▶ [EXERCISE AIM]: Go through the records below and report each line with "models" in it.
[[ DATA IN THIS EXERCISE open ]]
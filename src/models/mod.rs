//! Data models for quotes, instruments, candidates, positions, and records.

mod candidate;
mod instrument;
mod position;
mod quote;
mod record;

pub use candidate::{load_watchlist, Candidate};
pub use instrument::{Instrument, InstrumentKind};
pub use position::{Position, PositionState, Side};
pub use quote::Quote;
pub use record::{ExitReason, SignalKind, TradeRecord};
[[ DATA IN THIS EXERCISE closed ]]
▶ [REPLY TO THE TASK]:
filename src/models/mod.rs
//! Data models for quotes, instruments, candidates, positions, and records.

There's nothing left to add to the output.